Uma pesquisa recente, divulgada pela Federação Internacional de Diabetes (IFD), revelou que, em vez dos esperados 250 milhões de portadores de diabetes, o mundo atingiu a marca dos 360 milhões. O gigantismo do número alarmou especialistas como o endocrinologista Luiz César Póvoa, professor titular de endocrinologia da PUC, no Rio. Ele explica que o aumento dos casos da doença está intimamente ligado ao excesso de peso, e apregoa uma arma poderesa para combatê-la: a prática de exercício físico.
— A obesidade, a grande epidemia do mundo atualmente, segundo a Organização Mundial de Saúde, contribui para o crescimento do número de pessoas com diabetes e hipertensas — diz Póvoa, um dos participantes da palestra "Esportes, diabetes e superação", realizada anteontem na PUC e disponível no portal da universidade. — Felizmente, nosso governo não ficou alheio a isso: as farmácias populares distribuem remédios gratuitamente para diabéticos e hipertensos. E o Brasil está bem também em outra área: a atividade física, que é a prevenção da obesidade e dos males que ela traz.
Palestras gratuitas em Botafogo de amanhã a quinta No Brasil, segundo dados da Associação Carioca de Diabetes (ACD), existem hoje entre dez e 13 milhões de diabéticos. Póvoa destaca a conscientização da população do Rio, especificamente, a respeito da necessidade de fazer exercícios para prevenir esta e outras doenças:
— Aqui no Rio, você passeia pela orla e vê todo mundo andando, correndo, se exercitando. A única questão que preocupa é saber como se pratica o exercício: o atleta de fim de semana, aquele que não tem o hábito de se exercitar diariamente e, de repente, passa horas fazendo ginástica num único dia, pode ter problemas sérios.
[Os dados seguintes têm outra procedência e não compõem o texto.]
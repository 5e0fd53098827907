// Copyright The Rusted Firmware-A Contributors.
//
// SPDX-License-Identifier: BSD-3-Clause

//! Register-level configuration of a GICv2 distributor and CPU interface.
//!
//! Only the parts needed to set up the platform's secure interrupts are here; everything else is
//! left to the normal world's driver.

use crate::mmio::Mmio;
use arm_gic::{IntId, Trigger};
use bitflags::bitflags;
use log::debug;

// Distributor registers.
const GICD_IGROUPR: usize = 0x80;
const GICD_ISENABLER: usize = 0x100;
const GICD_ICENABLER: usize = 0x180;
const GICD_ISPENDR: usize = 0x200;
const GICD_ICPENDR: usize = 0x280;
const GICD_ISACTIVER: usize = 0x300;
const GICD_ICACTIVER: usize = 0x380;
const GICD_IPRIORITYR: usize = 0x400;
const GICD_ITARGETSR: usize = 0x800;
const GICD_ICFGR: usize = 0xC00;

const IGROUPR_SHIFT: u32 = 5;
const ISENABLER_SHIFT: u32 = 5;
const ICENABLER_SHIFT: u32 = 5;
const ISPENDR_SHIFT: u32 = 5;
const ICPENDR_SHIFT: u32 = 5;
const ISACTIVER_SHIFT: u32 = 5;
const ICACTIVER_SHIFT: u32 = 5;
const ICFGR_SHIFT: u32 = 4;

// CPU interface registers.
const GICC_CTLR: usize = 0x0;

/// The highest priority a secure interrupt can have.
pub const GIC_HIGHEST_SEC_PRIORITY: u8 = 0x00;
/// The lowest priority a secure interrupt can have.
pub const GIC_LOWEST_SEC_PRIORITY: u8 = 0x7F;
/// The highest priority a non-secure interrupt can have.
pub const GIC_HIGHEST_NS_PRIORITY: u8 = 0x80;
/// The lowest priority a non-secure interrupt can have.
pub const GIC_LOWEST_NS_PRIORITY: u8 = 0xFE;

bitflags! {
    /// GICC_CTLR bits.
    #[derive(Copy, Clone, Debug, Eq, PartialEq)]
    pub struct GiccCtlr: u32 {
        /// Group 0 interrupts are signalled.
        const ENABLE_GRP0 = 1 << 0;
        /// Group 1 interrupts are signalled.
        const ENABLE_GRP1 = 1 << 1;
        /// Secure reads of IAR may acknowledge group 1 interrupts.
        const ACK_CTL = 1 << 2;
        /// Group 0 interrupts are signalled as FIQs.
        const FIQ_EN = 1 << 3;
        /// The secure binary point register applies to both groups.
        const CBPR = 1 << 4;
    }
}

/// Where a secure interrupt is handled.
#[derive(Copy, Clone, Debug, Eq, PartialEq)]
pub enum InterruptRouting {
    /// The secure payload at S-EL1.
    SecureEl1,
    /// The monitor at EL3.
    El3,
}

/// Which kind of interrupt a handler deals with.
#[derive(Copy, Clone, Debug, Eq, PartialEq)]
pub enum InterruptType {
    /// Handled by the secure payload.
    SecureEl1,
    /// Handled by the normal world.
    NonSecure,
    /// Handled by EL3.
    El3,
}

/// The exception line an interrupt is signalled on.
#[derive(Copy, Clone, Debug, Eq, PartialEq)]
pub enum InterruptLine {
    /// IRQ.
    Irq,
    /// FIQ.
    Fiq,
}

/// The configuration of a single secure interrupt.
#[derive(Copy, Clone, Debug, Eq, PartialEq)]
pub struct InterruptConfig {
    /// Interrupt id.
    pub id: IntId,
    /// The CPU interfaces the interrupt is forwarded to, one bit per core.
    pub target_mask: u8,
    /// Whether the interrupt is edge or level triggered.
    pub trigger: Trigger,
    /// Where the interrupt is handled.
    pub routing: InterruptRouting,
}

/// The configuration of platform's GIC.
#[derive(Copy, Clone, Debug)]
pub struct GicConfig {
    /// Interrupts which must be configured as secure.
    pub secure_interrupts: &'static [InterruptConfig],
}

impl GicConfig {
    /// Returns whether any of the secure interrupts is handled at EL3.
    pub fn routes_to_el3(&self) -> bool {
        self.secure_interrupts
            .iter()
            .any(|config| config.routing == InterruptRouting::El3)
    }
}

/// Returns the offset of the register holding bit `id` of a 32-interrupts-per-register bank, and
/// the bit within it.
const fn bit_position(register: usize, shift: u32, id: u32) -> (usize, u32) {
    (
        register + ((id >> shift) << 2) as usize,
        id & ((1 << shift) - 1),
    )
}

/// Generates accessors for a single-bit-per-interrupt register bank whose bits are updated with a
/// read-modify-write.
macro_rules! rmw_bit_accessors {
    ($name:ident, $register:ident, $shift:ident) => {
        paste::paste! {
            #[doc = "Returns the " $register " bit of interrupt `id`."]
            pub fn [< get_ $name >](&self, id: u32) -> bool {
                let (offset, bit) = bit_position($register, $shift, id);
                self.regs.read_32(offset) & (1 << bit) != 0
            }

            #[doc = "Sets the " $register " bit of interrupt `id`."]
            pub fn [< set_ $name >](&self, id: u32) {
                let (offset, bit) = bit_position($register, $shift, id);
                self.regs.set_bits_32(offset, 1 << bit);
            }

            #[doc = "Clears the " $register " bit of interrupt `id`."]
            pub fn [< clr_ $name >](&self, id: u32) {
                let (offset, bit) = bit_position($register, $shift, id);
                self.regs.clear_bits_32(offset, 1 << bit);
            }
        }
    };
}

/// Generates accessors for a write-one-to-act register bank, where writing zero bits has no
/// effect.
macro_rules! write_one_accessors {
    ($name:ident, $register:ident, $shift:ident) => {
        paste::paste! {
            #[doc = "Returns the " $register " bit of interrupt `id`."]
            pub fn [< get_ $name >](&self, id: u32) -> bool {
                let (offset, bit) = bit_position($register, $shift, id);
                self.regs.read_32(offset) & (1 << bit) != 0
            }

            #[doc = "Writes one to the " $register " bit of interrupt `id`."]
            pub fn [< set_ $name >](&self, id: u32) {
                let (offset, bit) = bit_position($register, $shift, id);
                self.regs.write_32(offset, 1 << bit);
            }
        }
    };
}

/// A GICv2 distributor.
#[derive(Debug)]
pub struct Gicv2Distributor<M: Mmio> {
    regs: M,
}

impl<M: Mmio> Gicv2Distributor<M> {
    /// Creates a driver for the distributor registers `regs`.
    pub const fn new(regs: M) -> Self {
        Self { regs }
    }

    rmw_bit_accessors!(igroupr, GICD_IGROUPR, IGROUPR_SHIFT);
    write_one_accessors!(isenabler, GICD_ISENABLER, ISENABLER_SHIFT);
    write_one_accessors!(icenabler, GICD_ICENABLER, ICENABLER_SHIFT);
    write_one_accessors!(ispendr, GICD_ISPENDR, ISPENDR_SHIFT);
    write_one_accessors!(icpendr, GICD_ICPENDR, ICPENDR_SHIFT);
    write_one_accessors!(isactiver, GICD_ISACTIVER, ISACTIVER_SHIFT);
    write_one_accessors!(icactiver, GICD_ICACTIVER, ICACTIVER_SHIFT);

    /// Sets the priority of interrupt `id`.
    ///
    /// Panics if the priority isn't valid for the group the interrupt is currently in: non-secure
    /// interrupts must have priorities from 0x80 to 0xFE, and secure interrupts from 0x00 to 0x7F.
    pub fn set_ipriorityr(&self, id: u32, priority: u8) {
        if self.get_igroupr(id) {
            assert!(
                (GIC_HIGHEST_NS_PRIORITY..=GIC_LOWEST_NS_PRIORITY).contains(&priority),
                "Invalid priority {priority:#x} for non-secure interrupt {id}"
            );
        } else {
            assert!(
                priority <= GIC_LOWEST_SEC_PRIORITY,
                "Invalid priority {priority:#x} for secure interrupt {id}"
            );
        }
        self.regs.write_8(GICD_IPRIORITYR + id as usize, priority);
    }

    /// Sets which CPU interfaces interrupt `id` is forwarded to.
    pub fn set_itargetsr(&self, id: u32, target_mask: u8) {
        self.regs.write_8(GICD_ITARGETSR + id as usize, target_mask);
    }

    /// Sets whether interrupt `id` is edge or level triggered.
    pub fn set_icfgr(&self, id: u32, trigger: Trigger) {
        let (offset, field) = bit_position(GICD_ICFGR, ICFGR_SHIFT, id);
        let edge_bit = 1 << (field * 2 + 1);
        match trigger {
            Trigger::Edge => self.regs.set_bits_32(offset, edge_bit),
            Trigger::Level => self.regs.clear_bits_32(offset, edge_bit),
        }
    }

    /// Makes each of the given interrupts secure, with the highest secure priority, and enables
    /// it.
    pub fn configure_secure_interrupts(&self, configs: &[InterruptConfig]) {
        for config in configs {
            let id = u32::from(config.id);
            debug!(
                "Secure interrupt {id} to cores {:#04x}, handled at {:?}",
                config.target_mask, config.routing
            );
            self.clr_igroupr(id);
            self.set_ipriorityr(id, GIC_HIGHEST_SEC_PRIORITY);
            self.set_icfgr(id, config.trigger);
            self.set_itargetsr(id, config.target_mask);
            self.set_isenabler(id);
        }
    }
}

/// The GICv2 CPU interface of the calling core.
#[derive(Debug)]
pub struct Gicv2CpuInterface<M: Mmio> {
    regs: M,
}

impl<M: Mmio> Gicv2CpuInterface<M> {
    /// Creates a driver for the CPU interface registers `regs`.
    pub const fn new(regs: M) -> Self {
        Self { regs }
    }

    /// Returns the current GICC_CTLR value.
    pub fn control(&self) -> GiccCtlr {
        GiccCtlr::from_bits_retain(self.regs.read_32(GICC_CTLR))
    }

    /// Signals group 0 interrupts as FIQs.
    pub fn enable_fiq(&self) {
        self.regs
            .set_bits_32(GICC_CTLR, (GiccCtlr::FIQ_EN | GiccCtlr::ENABLE_GRP0).bits());
    }

    /// Returns the exception line interrupts of the given type are signalled on.
    pub fn interrupt_type_to_line(&self, interrupt_type: InterruptType) -> InterruptLine {
        match interrupt_type {
            InterruptType::NonSecure => InterruptLine::Irq,
            InterruptType::SecureEl1 | InterruptType::El3 => {
                if self.control().contains(GiccCtlr::FIQ_EN) {
                    InterruptLine::Fiq
                } else {
                    InterruptLine::Irq
                }
            }
        }
    }
}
Amanhã, o Cristo Redentor e a sede do Instituto Estadual de Diabetes e Endocrinologia (Iede) serão iluminados com a cor azul, para marcar o Dia Mundial do Diabetes. Uma série de eventos antecede a data: hoje, das 10h às 16h, moradores da Cidade de Deus poderão fazer exames gratuitos oferecidos pela ACD, com o apoio da Sociedade Brasileira de Angiologia e de Cirurgia Vascular, durante a 5 Semana de Atenção ao Diabético do Rio de Janeiro. E, de amanhã a quinta, o Espaço Para Viver Melhor, da Unimed, situado em Botafogo, ofeecerá palestras e atividades gratuitas relacionadas à doença (inscrições pelo 2483-9383).
Póvoa explica que há dois tipos da doença: na do tipo 1, o paciente toma insulina porque o pâncreas não a produz; e, na do tipo 2, as células são resistentes à insulina produzida pelo organismo. Também para quem tem diabetes, frisa ele, o exercício é recomendado.
— Todas as pessoas, inclusive as diabéticas, devem fazer exercícios; a intensidade recomendada é que varia, dependendo do caso. O mais é mantero peso e tomar a medicação recomendada, se necessário. De resto, é vida normal.